QUANDO HIA PRESO I MIEI SASSOLINI

Fresca t’ho vista posare le mani

su occhi stanchi di guardare attraverso

rappresi mènage familiari:

avevi già valicato la strada

per la casa mai costruita

dove avresti ricoperto di terra

il tuo cuore stillante carezze

appagate dai fiori al balcone degli altri.

 

Avevi ingarbugliato la matassa

che padre e madre avvolsero con cura

-chiara in mente la tela del futuro-

e sfilavi uno ad uno steli di seta

da insertare in ghirlande per le porte

chiuse al primo dell’anno. Negli occhi,

soltanto il bisogno del mare

chiamava a raccolta i rimpianti.

 

E la voce dell’onda colmava il divario

del tuo canto dal coro intonato

su marce dal ritmo scontato.

Anch’io ascoltavo le onde.

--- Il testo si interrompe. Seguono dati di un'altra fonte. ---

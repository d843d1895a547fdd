//! fshare - command-line front end of the fileshare library

use anyhow::Context;
use clap::Parser;
use fileshare::cli::Cli;
use fileshare::config::{self, ClientConfig};
use tracing::{error, info};
use tracing_subscriber::{layer::SubscriberExt, util::SubscriberInitExt};

#[tokio::main]
async fn main() {
    let cli = Cli::parse();

    init_logging(cli.debug);

    if let Err(e) = run(cli).await {
        error!("Error: {:#}", e);
        eprintln!("Error: {:#}", e);
        std::process::exit(1);
    }
}

async fn run(cli: Cli) -> anyhow::Result<()> {
    info!("Starting fshare");

    let mut config: ClientConfig = config::load_config_no_validation()
        .await
        .context("failed to load configuration")?;
    cli.apply_overrides(&mut config)
        .context("invalid --connection-string")?;

    // Decoding a token needs no account
    if cli.needs_service() {
        config.validate().context("invalid configuration")?;
    }

    cli.execute(config).await?;

    Ok(())
}

fn init_logging(debug: bool) {
    let default_filter = if debug { "fileshare=debug" } else { "fileshare=info" };
    tracing_subscriber::registry()
        .with(
            tracing_subscriber::EnvFilter::try_from_default_env()
                .unwrap_or_else(|_| default_filter.into()),
        )
        .with(tracing_subscriber::fmt::layer().with_writer(std::io::stderr))
        .init();
}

Ubriacavo

di dolore l’angoscia scoprendo

profonde le screpolature per esporle a frustate

di vento più aspre quando il mare cedeva

con rabbia la salsedine amara.

 

Nella lingua delle donne imbrigliate

che passavano accanto al mio eremo,

solo il pianto diceva il turgore

di polloni che crepano i muri.

L’eco invece del tuo passo spedito

alla rupe ove il petto si empie

d’aria nuova trascorsa su terre

d’oltremare, mi invitava alle danze.

 

Quando hai preso i miei sassolini

li hai tenuti in palmo di mano;

piano piano ho svuotato le urne

son tornata a farmi guardare

ho parlato al presente il passato

e tu hai finto non fosse passato.

Ogni giorno per te la mia porta

sarà aperta, anche il primo dell’anno.